DATA SUPPLIED:
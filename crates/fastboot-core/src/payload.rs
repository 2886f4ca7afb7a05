//! Data phase chunking.
//!
//! The payload handed to `download` is opaque; it is only split into
//! fixed-size pieces, one bulk write each.

use crate::protocol::constants::DATA_CHUNK_SIZE;

/// Number of chunks needed to send `len` bytes. `chunk_size` must be non-zero.
fn chunk_count(len: usize, chunk_size: usize) -> usize {
    len.div_ceil(chunk_size)
}

/// Iterator over the data phase chunks of a payload.
#[derive(Debug)]
pub struct DataChunks<'a> {
    data: &'a [u8],
    chunk_size: usize,
    offset: usize,
    total_chunks: usize,
    current_chunk: usize,
}

impl<'a> DataChunks<'a> {
    /// # Panics
    ///
    /// Panics if `chunk_size` is 0.
    pub fn new(data: &'a [u8], chunk_size: usize) -> Self {
        assert!(chunk_size != 0, "chunk size must be non-zero");
        Self {
            data,
            chunk_size,
            offset: 0,
            total_chunks: chunk_count(data.len(), chunk_size),
            current_chunk: 0,
        }
    }

    /// Chunks of the protocol's fixed data phase size.
    pub fn protocol(data: &'a [u8]) -> Self {
        Self::new(data, DATA_CHUNK_SIZE)
    }

    /// Total number of chunks.
    pub fn total(&self) -> usize {
        self.total_chunks
    }

    /// Number of chunks yielded so far.
    pub fn current(&self) -> usize {
        self.current_chunk
    }

    /// Bytes yielded so far.
    pub fn offset(&self) -> usize {
        self.offset
    }
}

impl<'a> Iterator for DataChunks<'a> {
    type Item = &'a [u8];

    fn next(&mut self) -> Option<Self::Item> {
        if self.offset >= self.data.len() {
            return None;
        }

        let end = (self.offset + self.chunk_size).min(self.data.len());
        let chunk = &self.data[self.offset..end];
        self.offset = end;
        self.current_chunk += 1;

        Some(chunk)
    }

    fn size_hint(&self) -> (usize, Option<usize>) {
        let left = self.total_chunks - self.current_chunk;
        (left, Some(left))
    }
}

impl ExactSizeIterator for DataChunks<'_> {}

WORK TASK: Please print the lines from the start of the records up to and including the line with "use crate::protocol::constants::DATA_CHUNK_SIZE;", copying each one exactly and leaving out the rest.

ANSWER SPACE:
filename crates/fastboot-core/src/payload.rs
repository 2886f4ca7afb7a05
//! Data phase chunking.
//!
//! The payload handed to `download` is opaque; it is only split into
//! fixed-size pieces, one bulk write each.

use crate::protocol::constants::DATA_CHUNK_SIZE;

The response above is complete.